> [YOUR TASK]: Every entry must be transcribed exactly as written.

> [EXTRACTED INFORMATION]:

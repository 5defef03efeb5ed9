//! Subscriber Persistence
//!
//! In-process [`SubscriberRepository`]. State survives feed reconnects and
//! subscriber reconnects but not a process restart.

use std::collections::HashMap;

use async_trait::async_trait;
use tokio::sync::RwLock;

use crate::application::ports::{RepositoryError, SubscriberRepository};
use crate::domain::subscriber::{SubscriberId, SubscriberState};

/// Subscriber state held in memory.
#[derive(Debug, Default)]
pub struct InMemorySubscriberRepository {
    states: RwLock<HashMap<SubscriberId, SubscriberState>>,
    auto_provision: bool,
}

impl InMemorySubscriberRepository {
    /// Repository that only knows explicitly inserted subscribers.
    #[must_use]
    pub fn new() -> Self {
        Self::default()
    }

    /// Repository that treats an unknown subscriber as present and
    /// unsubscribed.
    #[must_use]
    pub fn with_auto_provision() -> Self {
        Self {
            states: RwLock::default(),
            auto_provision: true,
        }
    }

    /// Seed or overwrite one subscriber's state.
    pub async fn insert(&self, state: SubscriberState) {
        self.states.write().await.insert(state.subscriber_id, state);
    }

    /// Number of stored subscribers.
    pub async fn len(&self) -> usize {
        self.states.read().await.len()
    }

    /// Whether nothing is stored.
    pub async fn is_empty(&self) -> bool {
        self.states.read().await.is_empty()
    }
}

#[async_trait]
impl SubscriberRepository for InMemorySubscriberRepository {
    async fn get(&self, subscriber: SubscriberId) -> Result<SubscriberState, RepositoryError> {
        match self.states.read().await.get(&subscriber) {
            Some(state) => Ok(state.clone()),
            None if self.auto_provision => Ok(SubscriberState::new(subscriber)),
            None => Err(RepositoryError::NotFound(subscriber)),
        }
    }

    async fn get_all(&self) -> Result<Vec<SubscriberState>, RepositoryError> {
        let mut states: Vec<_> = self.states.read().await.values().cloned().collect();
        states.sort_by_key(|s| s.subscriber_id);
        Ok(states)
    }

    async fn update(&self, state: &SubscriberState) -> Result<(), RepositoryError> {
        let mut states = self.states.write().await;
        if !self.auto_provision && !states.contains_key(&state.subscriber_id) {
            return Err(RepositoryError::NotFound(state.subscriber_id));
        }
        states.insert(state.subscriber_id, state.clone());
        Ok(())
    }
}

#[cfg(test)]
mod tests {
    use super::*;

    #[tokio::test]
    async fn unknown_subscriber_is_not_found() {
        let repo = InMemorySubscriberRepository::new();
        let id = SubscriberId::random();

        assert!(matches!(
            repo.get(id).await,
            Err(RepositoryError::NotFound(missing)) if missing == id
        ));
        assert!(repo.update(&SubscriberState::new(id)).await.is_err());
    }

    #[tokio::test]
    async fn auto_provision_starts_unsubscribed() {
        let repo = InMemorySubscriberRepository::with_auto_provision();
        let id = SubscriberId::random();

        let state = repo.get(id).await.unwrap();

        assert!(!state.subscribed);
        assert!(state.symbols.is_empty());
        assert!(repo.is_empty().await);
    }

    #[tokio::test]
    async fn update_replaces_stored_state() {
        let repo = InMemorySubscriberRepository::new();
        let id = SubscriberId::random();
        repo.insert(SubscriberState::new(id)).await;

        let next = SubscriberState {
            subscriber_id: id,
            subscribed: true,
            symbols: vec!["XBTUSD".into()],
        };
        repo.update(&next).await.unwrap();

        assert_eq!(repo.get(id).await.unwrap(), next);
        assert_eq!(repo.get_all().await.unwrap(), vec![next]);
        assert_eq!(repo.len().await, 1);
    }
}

> [RESPONSE TO THIS EXERCISE]:
repository 5defef03efeb5ed9
//! Subscriber Persistence
//!
//! In-process [`SubscriberRepository`]. State survives feed reconnects and
//! subscriber reconnects but not a process restart.

use std::collections::HashMap;

use async_trait::async_trait;
use tokio::sync::RwLock;

use crate::application::ports::{RepositoryError, SubscriberRepository};
use crate::domain::subscriber::{SubscriberId, SubscriberState};

/// Subscriber state held in memory.
#[derive(Debug, Default)]
pub struct InMemorySubscriberRepository {
    states: RwLock<HashMap<SubscriberId, SubscriberState>>,
    auto_provision: bool,
}

impl InMemorySubscriberRepository {
    /// Repository that only knows explicitly inserted subscribers.
    #[must_use]
    pub fn new() -> Self {
        Self::default()
    }

    /// Repository that treats an unknown subscriber as present and
    /// unsubscribed.
    #[must_use]
    pub fn with_auto_provision() -> Self {
        Self {
            states: RwLock::default(),
            auto_provision: true,
        }
    }

    /// Seed or overwrite one subscriber's state.
    pub async fn insert(&self, state: SubscriberState) {
        self.states.write().await.insert(state.subscriber_id, state);
    }

    /// Number of stored subscribers.
    pub async fn len(&self) -> usize {
        self.states.read().await.len()
    }

    /// Whether nothing is stored.
    pub async fn is_empty(&self) -> bool {
        self.states.read().await.is_empty()
    }
}

#[async_trait]
impl SubscriberRepository for InMemorySubscriberRepository {
    async fn get(&self, subscriber: SubscriberId) -> Result<SubscriberState, RepositoryError> {
        match self.states.read().await.get(&subscriber) {
            Some(state) => Ok(state.clone()),
            None if self.auto_provision => Ok(SubscriberState::new(subscriber)),
            None => Err(RepositoryError::NotFound(subscriber)),
        }
    }

    async fn get_all(&self) -> Result<Vec<SubscriberState>, RepositoryError> {
        let mut states: Vec<_> = self.states.read().await.values().cloned().collect();
        states.sort_by_key(|s| s.subscriber_id);
        Ok(states)
    }

    async fn update(&self, state: &SubscriberState) -> Result<(), RepositoryError> {
        let mut states = self.states.write().await;
        if !self.auto_provision && !states.contains_key(&state.subscriber_id) {
            return Err(RepositoryError::NotFound(state.subscriber_id));
        }
        states.insert(state.subscriber_id, state.clone());
        Ok(())
    }
}

#[cfg(test)]
mod tests {
    use super::*;

    #[tokio::test]
    async fn unknown_subscriber_is_not_found() {
        let repo = InMemorySubscriberRepository::new();
        let id = SubscriberId::random();

        assert!(matches!(
            repo.get(id).await,
            Err(RepositoryError::NotFound(missing)) if missing == id
        ));
        assert!(repo.update(&SubscriberState::new(id)).await.is_err());
    }

    #[tokio::test]
    async fn auto_provision_starts_unsubscribed() {
        let repo = InMemorySubscriberRepository::with_auto_provision();
        let id = SubscriberId::random();

        let state = repo.get(id).await.unwrap();

        assert!(!state.subscribed);
        assert!(state.symbols.is_empty());
        assert!(repo.is_empty().await);
    }

    #[tokio::test]
    async fn update_replaces_stored_state() {
        let repo = InMemorySubscriberRepository::new();
        let id = SubscriberId::random();
        repo.insert(SubscriberState::new(id)).await;

        let next = SubscriberState {
            subscriber_id: id,
            subscribed: true,
            symbols: vec!["XBTUSD".into()],
        };
        repo.update(&next).await.unwrap();

        assert_eq!(repo.get(id).await.unwrap(), next);
        assert_eq!(repo.get_all().await.unwrap(), vec![next]);
        assert_eq!(repo.len().await, 1);
    }
}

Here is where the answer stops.